In the photo above is Lynn, part of the namesake of JoeLynn Pizzeria (her husband Joe is the other part). She borrowed Cruzer's phone, I secured some tools from my recovery box, and Steve held the light or something. We helped her remove the dangling portions of her bumper. She was otherwise unscathed. The deer apparently scampered off into the woods.

 We were on our way here. There wasn't a lot going on in this quaint little tavern. We again had a little bit of a skipped jukebox moment. But folks warmed up and eventually the proprietor started to offer recommendations of things we could do while in town. There was a benefit dance hosted at the local VFW chapter building. Normally one has to be a service member, but we were told we would be allowed in, and we were. So we partied there. It was...interesting. A mom, pregnant with her second child I think, hit on me. She wanted me to know that she had a biracial baby. I suppose that was a highlight.
 We were in communication with the park office on the drive up. They were staying open later than normal as there was a night run going on.
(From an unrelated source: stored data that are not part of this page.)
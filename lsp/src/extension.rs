//! Editor lifecycle contract.
//!
//! `activate` resolves the transport and starts the session in the
//! background; the host keeps the returned [`Activation`] and hands it back
//! to [`deactivate`]. There is no global client handle.

use std::future::Future;
use std::path::{Path, PathBuf};
use std::sync::Arc;

use tokio::task::JoinHandle;

use crate::config::ClientConfig;
use crate::error::SessionError;
use crate::session::{SessionEvents, SessionManager};
use crate::transport::LaunchProfile;
use crate::types::{EditorEvent, Forwarded, SessionState, StopOutcome};
use crate::watch::FileWatchService;

/// Where the extension is installed and which workspace it serves.
#[derive(Debug, Clone)]
pub struct ExtensionContext {
    install_dir: PathBuf,
    workspace_root: Option<PathBuf>,
}

impl ExtensionContext {
    #[must_use]
    pub fn new(install_dir: impl Into<PathBuf>) -> Self {
        Self {
            install_dir: install_dir.into(),
            workspace_root: None,
        }
    }

    #[must_use]
    pub fn with_workspace_root(mut self, root: impl Into<PathBuf>) -> Self {
        self.workspace_root = Some(root.into());
        self
    }

    #[must_use]
    pub fn install_dir(&self) -> &Path {
        &self.install_dir
    }

    #[must_use]
    pub fn workspace_root(&self) -> Option<&Path> {
        self.workspace_root.as_deref()
    }

    /// Resolve `path` against the installation directory.
    ///
    /// Absolute paths and bare program names are returned unchanged; the
    /// latter are looked up on `PATH` during resolution.
    #[must_use]
    pub fn as_absolute_path(&self, path: &Path) -> PathBuf {
        if path.is_absolute() || path.components().count() == 1 {
            path.to_path_buf()
        } else {
            self.install_dir.join(path)
        }
    }
}

/// A started (or starting) client, owned by the host.
#[derive(Debug)]
pub struct Activation {
    manager: SessionManager,
    startup: Option<JoinHandle<Result<(), SessionError>>>,
}

impl Activation {
    #[must_use]
    pub fn manager(&self) -> &SessionManager {
        &self.manager
    }

    /// Wait for the background start to finish.
    ///
    /// Cancel-safe. Once the start has been observed, later calls report
    /// whether the session is still running.
    pub async fn ready(&mut self) -> Result<(), SessionError> {
        let Some(startup) = self.startup.as_mut() else {
            return match self.manager.state() {
                SessionState::Running => Ok(()),
                state => Err(SessionError::NotRunning { state }),
            };
        };

        let joined = startup.await;
        self.startup = None;
        match joined {
            Ok(result) => result,
            Err(e) => Err(SessionError::TransportFailure {
                cause: format!("startup task failed: {e}"),
            }),
        }
    }

    pub async fn notify(&self, event: &EditorEvent) -> Result<Forwarded, SessionError> {
        self.manager.notify(event).await
    }
}

/// Resolve the transport for `config` and start a session in the background.
///
/// Resolution errors (missing executable, bad watch pattern) are returned
/// directly; transport and handshake errors surface from
/// [`Activation::ready`]. Must be called from within a tokio runtime.
pub fn activate(
    context: &ExtensionContext,
    config: &ClientConfig,
    profile: LaunchProfile,
    watcher: Arc<dyn FileWatchService>,
) -> Result<(Activation, SessionEvents), SessionError> {
    let mode = config.transport_mode();
    let resolver = config.resolver();
    let descriptor = if config.attach {
        resolver.attach(&mode)?
    } else {
        let executable = context.as_absolute_path(&config.server_path);
        resolver
            .resolve_server_options(&executable, &mode)?
            .select(profile)
            .clone()
    };
    let policy = config
        .sync_policy()
        .map_err(|e| SessionError::InvalidConfig(e.to_string()))?;

    let options = config.session_options(context.workspace_root().map(Path::to_path_buf));
    let (manager, events) = SessionManager::new(options, watcher);

    tracing::info!(transport = %descriptor, ?profile, "Activating Ferret language client");
    let startup = tokio::spawn({
        let manager = manager.clone();
        async move { manager.start(&descriptor, policy).await }
    });

    Ok((
        Activation {
            manager,
            startup: Some(startup),
        },
        events,
    ))
}

/// Stop whatever `activate` started.
///
/// Returns `None` when nothing was activated. The returned future cancels a
/// start still in flight, otherwise shuts the server down.
pub fn deactivate(activation: Option<Activation>) -> Option<impl Future<Output = StopOutcome>> {
    let activation = activation?;
    Some(async move {
        let outcome = activation.manager.stop().await;
        if let Some(startup) = activation.startup
            && let Err(e) = startup.await
        {
            tracing::debug!("Startup task ended abnormally: {e}");
        }
        outcome
    })
}
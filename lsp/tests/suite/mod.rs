mod session;
mod spawn;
However, our anticipated 945pm arrival was going to be beyond their special hours for the evening. We car camped in the adjacent lot. In the morning, Steve and I left to get more Sheetz while Cruzer slumbered. These shots were taken as we got back to wake up our new sleepy friend.
 The camp office and facilities were refreshingly modern and professionally outfitted. Many places are little more than a trailer or roughly constructed building. We were promptly and courteously escorted to our campsite by a staff member that was dispatched by radio. I also bought a decal immediately upon checking in.
 So we opted for the area that is frequented by Jeepers. The park primarily caters to ATVs, UTVs, dirtbikes etc. Anything that isn' just considered a Jeep. So we were invited to switch from Red Oak and go to where the Jeep community goes. It is a relatively new site offering, Maple campgrounds. When we got there, the staff member suggested we go seek out "John" and then leave with the large group of modified Jeeps and Buggies. We smiled politely but generally were not going to set ourselves up for that level of disappointment. Almost no truck in that group was running anything less than 35. Most had full external cages. One specifically looked like a misfit straight out of Satan's workshop. Still, we didn't quite have a good sense of our bearings from the map as the campgrounds were not shown on the trail map. One couple was actually very helpful in aiding me in getting oriented with the map. There were in a trailered monstrosity, but seemed to be there as a part of their own excursion. They ventured out alone leaving the rest of the monsters behind.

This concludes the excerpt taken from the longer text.